# Work to complete
With both ends included, transcribe exactly the records below from their first line to the line that contains "use crate::crypto::ct_eq_str;".
____ Data under study
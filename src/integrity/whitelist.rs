//! Whitelist integrity verification.
//!
//! Each entry runs through the same states, and the first failing state rejects it:
//!
//! 1. `HashCheck`: the payload hashes (live, then legacy variants) to the envelope hash.
//! 2. `ContainerVerify`: a SuperAdmin-verified rules container is available.
//! 3. `HashCoverage`: some signature record lists the envelope hash.
//! 4. `SignatureThresholds`: the envelope's own approvals satisfy the governance rule
//!    for the payload's blockchain and network.
//! 5. `ParsePayload`: the domain object is built from the signed payload only.
//! 6. Addresses only: unsigned metadata (status, rule, creation date) is attached.
//!
//! Bulk verification is strict: the first rejected entry fails the whole list.

use std::collections::HashSet;
use std::sync::Arc;

use serde::de::DeserializeOwned;

use crate::crypto::ct_eq_str;
use crate::domain::address::wire::{AddressPayload, WhitelistedAddressDto};
use crate::domain::address::WhitelistedAddress;
use crate::domain::asset::wire::{AssetPayload, WhitelistedAssetDto};
use crate::domain::asset::WhitelistedAsset;
use crate::error::{IntegrityError, SdkError, WhitelistError};
use crate::governance::{
    DecodedRulesContainer, RulesContainerCache, SequentialThresholds, VerifiedRulesContainer,
    WhitelistingRule,
};
use crate::integrity::envelope::SignedEnvelope;
use crate::integrity::legacy::{address_hash_candidates, asset_hash_candidates};
use crate::integrity::threshold::check_hashes_signature;

#[derive(Debug, Clone, Copy, PartialEq, Eq)]
enum EntityKind {
    Address,
    Asset,
}

impl EntityKind {
    fn as_str(self) -> &'static str {
        match self {
            EntityKind::Address => "address",
            EntityKind::Asset => "asset",
        }
    }

    fn hash_candidates(self, payload: &str) -> Vec<String> {
        match self {
            EntityKind::Address => address_hash_candidates(payload),
            EntityKind::Asset => asset_hash_candidates(payload),
        }
    }

    fn rule<'a>(
        self,
        container: &'a DecodedRulesContainer,
        blockchain: &str,
        network: Option<&str>,
    ) -> Option<&'a WhitelistingRule> {
        match self {
            EntityKind::Address => container.address_rule(blockchain, network),
            EntityKind::Asset => container.contract_rule(blockchain, network),
        }
    }
}

/// Verifies whitelisted addresses and assets against the cached rules container.
#[derive(Debug, Clone)]
pub struct WhitelistIntegrityVerifier {
    rules: Arc<RulesContainerCache>,
}

impl WhitelistIntegrityVerifier {
    pub fn new(rules: Arc<RulesContainerCache>) -> Self {
        Self { rules }
    }

    pub fn rules(&self) -> &Arc<RulesContainerCache> {
        &self.rules
    }

    pub async fn verify_address(
        &self,
        dto: &WhitelistedAddressDto,
    ) -> Result<WhitelistedAddress, SdkError> {
        let kind = EntityKind::Address;
        let envelope = envelope_of(kind, &dto.id, SignedEnvelope::try_from(dto))?;
        check_hash(kind, &dto.id, &envelope)?;
        let container = self.container(kind, &dto.id).await?;
        complete_address(&container, dto, &envelope)
    }

    /// Verify every address; the first failure aborts the listing.
    pub async fn verify_addresses(
        &self,
        dtos: &[WhitelistedAddressDto],
    ) -> Result<Vec<WhitelistedAddress>, SdkError> {
        let mut verified = Vec::with_capacity(dtos.len());
        for dto in dtos {
            verified.push(self.verify_address(dto).await?);
        }
        Ok(verified)
    }

    pub async fn verify_asset(&self, dto: &WhitelistedAssetDto) -> Result<WhitelistedAsset, SdkError> {
        let kind = EntityKind::Asset;
        let envelope = envelope_of(kind, &dto.id, SignedEnvelope::try_from(dto))?;
        check_hash(kind, &dto.id, &envelope)?;
        let container = self.container(kind, &dto.id).await?;
        complete_asset(&container, &dto.id, &envelope)
    }

    /// Verify every asset; the first failure aborts the listing.
    pub async fn verify_assets(
        &self,
        dtos: &[WhitelistedAssetDto],
    ) -> Result<Vec<WhitelistedAsset>, SdkError> {
        let mut verified = Vec::with_capacity(dtos.len());
        for dto in dtos {
            verified.push(self.verify_asset(dto).await?);
        }
        Ok(verified)
    }

    async fn container(
        &self,
        kind: EntityKind,
        id: &str,
    ) -> Result<Arc<VerifiedRulesContainer>, SdkError> {
        self.rules.get().await.map_err(|e| {
            tracing::warn!(
                entity = kind.as_str(),
                id,
                step = "container_verify",
                error = %e,
                "whitelist verification rejected"
            );
            e
        })
    }
}

/// Verify an address against an already verified container.
pub fn verify_address_with(
    container: &VerifiedRulesContainer,
    dto: &WhitelistedAddressDto,
) -> Result<WhitelistedAddress, SdkError> {
    let kind = EntityKind::Address;
    let envelope = envelope_of(kind, &dto.id, SignedEnvelope::try_from(dto))?;
    check_hash(kind, &dto.id, &envelope)?;
    complete_address(container, dto, &envelope)
}

/// Verify an asset against an already verified container.
pub fn verify_asset_with(
    container: &VerifiedRulesContainer,
    dto: &WhitelistedAssetDto,
) -> Result<WhitelistedAsset, SdkError> {
    let kind = EntityKind::Asset;
    let envelope = envelope_of(kind, &dto.id, SignedEnvelope::try_from(dto))?;
    check_hash(kind, &dto.id, &envelope)?;
    complete_asset(container, &dto.id, &envelope)
}

// ─── States ──────────────────────────────────────────────────────────────────

fn complete_address(
    container: &VerifiedRulesContainer,
    dto: &WhitelistedAddressDto,
    envelope: &SignedEnvelope,
) -> Result<WhitelistedAddress, SdkError> {
    let kind = EntityKind::Address;
    check_coverage(envelope).map_err(|e| reject(kind, &dto.id, e))?;
    let payload: AddressPayload = parse_payload(kind, &dto.id, envelope)?;
    check_thresholds(
        kind,
        container,
        envelope,
        payload.blockchain.as_deref(),
        payload.network.as_deref(),
    )
    .map_err(|e| reject(kind, &dto.id, e))?;

    tracing::debug!(entity = kind.as_str(), id = %dto.id, "whitelist entry verified");
    Ok(WhitelistedAddress::from_verified(dto, envelope, payload))
}

fn complete_asset(
    container: &VerifiedRulesContainer,
    id: &str,
    envelope: &SignedEnvelope,
) -> Result<WhitelistedAsset, SdkError> {
    let kind = EntityKind::Asset;
    check_coverage(envelope).map_err(|e| reject(kind, id, e))?;
    let payload: AssetPayload = parse_payload(kind, id, envelope)?;
    check_thresholds(
        kind,
        container,
        envelope,
        payload.blockchain.as_deref(),
        payload.network.as_deref(),
    )
    .map_err(|e| reject(kind, id, e))?;

    tracing::debug!(entity = kind.as_str(), id, "whitelist entry verified");
    Ok(WhitelistedAsset::from_verified(id, envelope, payload))
}

fn check_hash(kind: EntityKind, id: &str, envelope: &SignedEnvelope) -> Result<(), SdkError> {
    let matched = kind
        .hash_candidates(&envelope.payload_as_string)
        .iter()
        .any(|candidate| ct_eq_str(candidate, &envelope.hash));
    if matched {
        Ok(())
    } else {
        Err(reject(kind, id, IntegrityError::HashMismatch))
    }
}

fn check_coverage(envelope: &SignedEnvelope) -> Result<(), IntegrityError> {
    if envelope.signatures.iter().any(|r| r.covers(&envelope.hash)) {
        Ok(())
    } else {
        Err(IntegrityError::HashNotCovered)
    }
}

fn check_thresholds(
    kind: EntityKind,
    container: &DecodedRulesContainer,
    envelope: &SignedEnvelope,
    blockchain: Option<&str>,
    network: Option<&str>,
) -> Result<(), IntegrityError> {
    let rule = kind
        .rule(container, blockchain.unwrap_or_default(), network)
        .ok_or(IntegrityError::NoApplicableRule)?;

    let approvers = approving_users(container, envelope);
    let satisfied = rule
        .parallel_thresholds
        .iter()
        .any(|path| path_satisfied(container, path, &approvers));

    if satisfied && approvers.len() >= container.minimum_distinct_user_count {
        Ok(())
    } else {
        Err(IntegrityError::ThresholdNotMet)
    }
}

/// Ids of governance users with a valid signature over a hash list that
/// includes the envelope hash. A record naming a user is checked against that
/// user's key only; an anonymous record is credited to the first user whose
/// key verifies it.
fn approving_users<'a>(
    container: &'a DecodedRulesContainer,
    envelope: &SignedEnvelope,
) -> HashSet<&'a str> {
    let mut approvers = HashSet::new();
    for record in envelope.signatures.iter().filter(|r| r.covers(&envelope.hash)) {
        let signer = match &record.user_id {
            Some(user_id) => container.user(user_id).filter(|user| {
                check_hashes_signature(&record.hashes, &record.signature, &user.public_key)
            }),
            None => container.users.iter().find(|user| {
                check_hashes_signature(&record.hashes, &record.signature, &user.public_key)
            }),
        };
        if let Some(user) = signer {
            approvers.insert(user.id.as_str());
        }
    }
    approvers
}

/// Every group threshold in `path` is met by distinct approving members.
fn path_satisfied(
    container: &DecodedRulesContainer,
    path: &SequentialThresholds,
    approvers: &HashSet<&str>,
) -> bool {
    !path.thresholds.is_empty()
        && path.thresholds.iter().all(|threshold| {
            let approved = container
                .group(&threshold.group_id)
                .map(|group| {
                    group
                        .user_ids
                        .iter()
                        .map(String::as_str)
                        .filter(|id| approvers.contains(id))
                        .collect::<HashSet<_>>()
                        .len()
                })
                .unwrap_or(0);
            approved >= threshold.minimum_signatures
        })
}

fn parse_payload<T: DeserializeOwned>(
    kind: EntityKind,
    id: &str,
    envelope: &SignedEnvelope,
) -> Result<T, SdkError> {
    serde_json::from_str(&envelope.payload_as_string).map_err(|e| {
        let err = WhitelistError::MalformedPayload(e.to_string());
        tracing::warn!(
            entity = kind.as_str(),
            id,
            step = "parse_payload",
            "whitelist verification rejected"
        );
        err.into()
    })
}

fn envelope_of(
    kind: EntityKind,
    id: &str,
    envelope: Result<SignedEnvelope, WhitelistError>,
) -> Result<SignedEnvelope, SdkError> {
    envelope.map_err(|e| {
        tracing::warn!(entity = kind.as_str(), id, error = %e, "whitelist envelope rejected");
        e.into()
    })
}

fn reject(kind: EntityKind, id: &str, err: IntegrityError) -> SdkError {
    tracing::warn!(
        entity = kind.as_str(),
        id,
        step = %err.step(),
        error = %err,
        "whitelist verification rejected"
    );
    err.into()
}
________
# Response area
filename src/integrity/whitelist.rs
//! Whitelist integrity verification.
//!
//! Each entry runs through the same states, and the first failing state rejects it:
//!
//! 1. `HashCheck`: the payload hashes (live, then legacy variants) to the envelope hash.
//! 2. `ContainerVerify`: a SuperAdmin-verified rules container is available.
//! 3. `HashCoverage`: some signature record lists the envelope hash.
//! 4. `SignatureThresholds`: the envelope's own approvals satisfy the governance rule
//!    for the payload's blockchain and network.
//! 5. `ParsePayload`: the domain object is built from the signed payload only.
//! 6. Addresses only: unsigned metadata (status, rule, creation date) is attached.
//!
//! Bulk verification is strict: the first rejected entry fails the whole list.

use std::collections::HashSet;
use std::sync::Arc;

use serde::de::DeserializeOwned;

use crate::crypto::ct_eq_str;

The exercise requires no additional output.